Matthew Bruenig (born November 22, 1988) is an American lawyer, blogger, policy analyst, commentator, and founder of the left-leaning think tank People's Policy Project. He was a blogger for the American think tank Demos covering politics and public policy and has written on issues including income distribution, taxation, welfare, elections, and the Nordic model.

Career 
Bruenig's writing has appeared in a range of publications including The New York Times, Current Affairs, Jacobin, The Atlantic, Dissent, and The Washington Post.
He has been a featured guest of the politics and humor podcast Chapo Trap House, and appeared on other progressive platforms like the NoFilter of The Young Turks and The Michael Brooks Show.

In 2016, Bruenig was fired from his part-time job blogging for Demos after he posted a series of what Gawker called "rude tweets" targeting first Joan Walsh and later Center for American Progress president Neera Tanden. Demos stated he was let go due to a pattern of "online harassment of people with whom he disagrees"; some journalists nevertheless speculated there may have been outside pressure on behalf of Tanden.

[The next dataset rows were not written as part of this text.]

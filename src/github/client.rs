//! GitHub API client: sync HTTP via ureq, no async runtime

use chrono::Utc;
use serde::de::DeserializeOwned;
use serde::{Deserialize, Serialize};
use std::time::Duration;
use tracing::debug;

use super::retry::RetryPolicy;
use super::{GitHubError, GitHubResult};
use crate::cancel::CancellationToken;

const USER_AGENT: &str = concat!("gitvelocity/", env!("CARGO_PKG_VERSION"));

/// Endpoint and transport settings.
#[derive(Debug, Clone)]
pub struct ClientConfig {
    pub api_url: String,
    /// `None` disables the GraphQL strategies
    pub graphql_url: Option<String>,
    pub token: Option<String>,
    pub timeout: Duration,
    pub retry: RetryPolicy,
    /// REST page size
    pub per_page: u32,
}

impl Default for ClientConfig {
    fn default() -> Self {
        Self {
            api_url: "https://api.github.com".to_string(),
            graphql_url: Some("https://api.github.com/graphql".to_string()),
            token: None,
            timeout: Duration::from_secs(30),
            retry: RetryPolicy::default(),
            per_page: 100,
        }
    }
}

/// GitHub client. Every call goes through the retry policy.
pub struct GitHubClient {
    agent: ureq::Agent,
    config: ClientConfig,
    cancel: CancellationToken,
}

fn make_agent(timeout: Duration) -> ureq::Agent {
    ureq::config::Config::builder()
        .http_status_as_error(false) // Status codes are classified below
        .timeout_global(Some(timeout))
        .build()
        .new_agent()
}

#[derive(Serialize)]
struct GraphQlRequest<'a> {
    query: &'a str,
    variables: serde_json::Value,
}

#[derive(Deserialize)]
struct GraphQlResponse<T> {
    data: Option<T>,
    #[serde(default)]
    errors: Vec<GraphQlMessage>,
}

#[derive(Deserialize)]
struct GraphQlMessage {
    message: String,
}

impl GitHubClient {
    pub fn new(config: ClientConfig, cancel: CancellationToken) -> Self {
        Self {
            agent: make_agent(config.timeout),
            config,
            cancel,
        }
    }

    /// GraphQL needs both an endpoint and a token.
    pub fn has_graphql(&self) -> bool {
        self.config.graphql_url.is_some() && self.config.token.is_some()
    }

    pub fn per_page(&self) -> u32 {
        self.config.per_page.clamp(1, 100)
    }

    /// Absolute URL for an API path (absolute URLs pass through).
    pub fn url(&self, path: &str) -> String {
        if path.starts_with("http://") || path.starts_with("https://") {
            path.to_string()
        } else {
            format!(
                "{}/{}",
                self.config.api_url.trim_end_matches('/'),
                path.trim_start_matches('/')
            )
        }
    }

    /// GET a JSON document, returning it with the `rel="next"` link if any.
    pub fn get_json<T: DeserializeOwned>(&self, path: &str) -> GitHubResult<(T, Option<String>)> {
        let url = self.url(path);
        self.config
            .retry
            .run(&self.cancel, &format!("GET {}", url), || self.get_once(&url))
    }

    fn get_once<T: DeserializeOwned>(&self, url: &str) -> GitHubResult<(T, Option<String>)> {
        debug!("GET {}", url);
        let mut req = self
            .agent
            .get(url)
            .header("Accept", "application/vnd.github+json")
            .header("User-Agent", USER_AGENT);
        if let Some(token) = &self.config.token {
            req = req.header("Authorization", &format!("Bearer {}", token));
        }

        let response = req
            .call()
            .map_err(|e| GitHubError::Transport(e.to_string()))?;
        let response = check_status(response)?;
        let next = response
            .headers()
            .get("link")
            .and_then(|v| v.to_str().ok())
            .and_then(next_link);

        let body: T = response
            .into_body()
            .read_json()
            .map_err(|e| GitHubError::Decode(e.to_string()))?;
        Ok((body, next))
    }

    /// Run a GraphQL query and return its `data` payload.
    pub fn graphql<T: DeserializeOwned>(
        &self,
        query: &str,
        variables: serde_json::Value,
    ) -> GitHubResult<T> {
        let (Some(url), Some(token)) = (&self.config.graphql_url, &self.config.token) else {
            return Err(GitHubError::GraphQlUnavailable);
        };
        let body = GraphQlRequest { query, variables };

        self.config.retry.run(&self.cancel, "GraphQL query", || {
            debug!("POST {}", url);
            let response = self
                .agent
                .post(url)
                .header("User-Agent", USER_AGENT)
                .header("Authorization", &format!("Bearer {}", token))
                .send_json(&body)
                .map_err(|e| GitHubError::Transport(e.to_string()))?;
            let response = check_status(response)?;

            let parsed: GraphQlResponse<T> = response
                .into_body()
                .read_json()
                .map_err(|e| GitHubError::Decode(e.to_string()))?;
            if !parsed.errors.is_empty() {
                let messages: Vec<_> = parsed.errors.into_iter().map(|e| e.message).collect();
                return Err(GitHubError::GraphQl(messages.join("; ")));
            }
            parsed
                .data
                .ok_or_else(|| GitHubError::Decode("GraphQL response has no data".to_string()))
        })
    }
}

/// Map error statuses (and rate limits) to errors; pass 2xx/3xx through.
fn check_status(
    response: ureq::http::Response<ureq::Body>,
) -> GitHubResult<ureq::http::Response<ureq::Body>> {
    let status = response.status().as_u16();
    if status < 400 {
        return Ok(response);
    }

    let header = |name: &str| {
        response
            .headers()
            .get(name)
            .and_then(|v| v.to_str().ok())
            .map(str::to_string)
    };
    let exhausted = header("x-ratelimit-remaining").as_deref() == Some("0");
    if status == 429 || (status == 403 && exhausted) {
        let retry_after = rate_limit_wait(
            header("retry-after").as_deref(),
            header("x-ratelimit-reset").as_deref(),
            Utc::now().timestamp(),
        );
        return Err(GitHubError::RateLimited { retry_after });
    }

    let message = response.into_body().read_to_string().unwrap_or_default();
    Err(GitHubError::Http { status, message })
}

/// How long to wait out a rate limit, from `retry-after` seconds or the
/// `x-ratelimit-reset` epoch.
fn rate_limit_wait(retry_after: Option<&str>, reset: Option<&str>, now: i64) -> Option<Duration> {
    if let Some(secs) = retry_after.and_then(|v| v.trim().parse::<u64>().ok()) {
        return Some(Duration::from_secs(secs));
    }
    let reset = reset.and_then(|v| v.trim().parse::<i64>().ok())?;
    Some(Duration::from_secs(reset.saturating_sub(now).max(0) as u64))
}

/// Extract the `rel="next"` target from a `Link` header.
fn next_link(header: &str) -> Option<String> {
    header.split(',').find_map(|part| {
        let mut pieces = part.split(';');
        let target = pieces.next()?.trim();
        let is_next = pieces.any(|p| p.trim() == "rel=\"next\"");
        if is_next {
            Some(target.trim_start_matches('<').trim_end_matches('>').to_string())
        } else {
            None
        }
    })
}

In 2017, Bruenig founded the People's Policy Project, a left-wing think tank which raises money through crowdfunding. The think tank analyzes politics and produces market socialist policy proposals tailored to the United States context.

In 2020, Bloomberg News reported that Bruenig with his wife were producing a podcast that generated about $9,000 per month from listeners.

Personal life 
Bruenig is married to Elizabeth Bruenig, Staff Writer for The Atlantic, formerly an opinion writer and editor at The Washington Post and The New York Times. They have two children.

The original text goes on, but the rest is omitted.